*** Opening of Records for this exercise ***

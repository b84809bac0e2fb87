//! Structural diff of one container subtree across two versions.
//!
//! # Algorithm
//!
//! 1. Look the container up in both versions' views (same row id, different
//!    membership filters)
//! 2. Union the child containers by id
//! 3. Union the snippets by indicator; when both versions hold the same
//!    indicator the base version's revision represents it
//! 4. Tag every snippet with the version it was taken from and a
//!    [`DiffStatus`]
//! 5. Recurse into every child of the union
//!
//! This is a union/annotate diff. Concurrent edits of one indicator are
//! reported as [`DiffStatus::Modified`], never as conflicts.

use crate::{view::VersionView, Container, ContainerId, Indicator, Snippet, VersionId};
use serde::{Deserialize, Serialize};
use std::collections::{HashMap, HashSet};

/// How a snippet differs between the base and the other version.
#[derive(Debug, Clone, PartialEq, Serialize, Deserialize)]
#[serde(tag = "status", rename_all = "camelCase")]
pub enum DiffStatus {
    /// Both versions hold the same row
    Unchanged,
    /// Both versions hold a revision of the same snippet, but different rows
    Modified { other: Snippet },
    /// Only the base version holds this indicator
    OnlyInBase,
    /// Only the other version holds this indicator
    OnlyInOther,
}

/// A snippet in a diff, tagged with its provenance.
#[derive(Debug, Clone, PartialEq, Serialize, Deserialize)]
#[serde(rename_all = "camelCase")]
pub struct DiffSnippet {
    #[serde(flatten)]
    pub snippet: Snippet,
    /// Version the representative row was taken from
    pub version: VersionId,
    pub diff: DiffStatus,
}

/// A container in a diff with the union of both versions' contents.
#[derive(Debug, Clone, PartialEq, Serialize, Deserialize)]
#[serde(rename_all = "camelCase")]
pub struct DiffNode {
    #[serde(flatten)]
    pub container: Container,
    pub children: Vec<DiffNode>,
    pub snippets: Vec<DiffSnippet>,
}

/// Snippet counts per status across a diff subtree.
#[derive(Debug, Clone, Copy, Default, PartialEq, Eq, Serialize, Deserialize)]
#[serde(rename_all = "camelCase")]
pub struct DiffSummary {
    pub unchanged: usize,
    pub modified: usize,
    pub only_in_base: usize,
    pub only_in_other: usize,
}

impl DiffSummary {
    /// True if the two versions agree on every snippet in the subtree.
    pub fn is_identical(&self) -> bool {
        self.modified == 0 && self.only_in_base == 0 && self.only_in_other == 0
    }
}

impl DiffNode {
    /// Count snippets by status over the whole subtree.
    pub fn summary(&self) -> DiffSummary {
        let mut summary = DiffSummary::default();
        self.accumulate(&mut summary);
        summary
    }

    fn accumulate(&self, summary: &mut DiffSummary) {
        for snippet in &self.snippets {
            match snippet.diff {
                DiffStatus::Unchanged => summary.unchanged += 1,
                DiffStatus::Modified { .. } => summary.modified += 1,
                DiffStatus::OnlyInBase => summary.only_in_base += 1,
                DiffStatus::OnlyInOther => summary.only_in_other += 1,
            }
        }
        for child in &self.children {
            child.accumulate(summary);
        }
    }
}

/// Diff `container` between two views.
///
/// Returns `None` if the container is part of neither version.
pub fn diff_container(
    base: &VersionView<'_>,
    other: &VersionView<'_>,
    container: &ContainerId,
) -> Option<DiffNode> {
    let row = base.container(container).or_else(|| other.container(container))?;
    Some(assemble(base, other, row))
}

fn assemble(base: &VersionView<'_>, other: &VersionView<'_>, container: &Container) -> DiffNode {
    let mut seen = HashSet::new();
    let mut children: Vec<&Container> = base
        .children_of(&container.id)
        .iter()
        .chain(other.children_of(&container.id))
        .copied()
        .filter(|c| seen.insert(c.id))
        .collect();
    children.sort_by(|a, b| a.sibling_cmp(b));

    DiffNode {
        container: container.clone(),
        children: children
            .into_iter()
            .map(|child| assemble(base, other, child))
            .collect(),
        snippets: reconcile_snippets(base, other, &container.id),
    }
}

fn reconcile_snippets(
    base: &VersionView<'_>,
    other: &VersionView<'_>,
    container: &ContainerId,
) -> Vec<DiffSnippet> {
    let base_id = base.version().id;
    let other_id = other.version().id;

    let mut theirs: HashMap<Indicator, &Snippet> = HashMap::new();
    for snippet in other.snippets_of(container) {
        theirs.entry(snippet.indicator).or_insert(*snippet);
    }

    let mut merged = Vec::new();
    let mut taken = HashSet::new();
    for snippet in base.snippets_of(container) {
        if !taken.insert(snippet.indicator) {
            continue;
        }
        let diff = match theirs.get(&snippet.indicator) {
            Some(o) if o.id == snippet.id => DiffStatus::Unchanged,
            Some(o) => DiffStatus::Modified {
                other: (*o).clone(),
            },
            None => DiffStatus::OnlyInBase,
        };
        merged.push(DiffSnippet {
            snippet: (*snippet).clone(),
            version: base_id,
            diff,
        });
    }
    for snippet in other.snippets_of(container) {
        if taken.insert(snippet.indicator) {
            merged.push(DiffSnippet {
                snippet: (*snippet).clone(),
                version: other_id,
                diff: DiffStatus::OnlyInOther,
            });
        }
    }

    merged.sort_by(|a, b| a.snippet.sibling_cmp(&b.snippet));
    merged
}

*** Close of Records for this exercise ***

# Required work:
Each line of the material that holds the string "revision" counts once; give the total alone.

# Result of the task:
2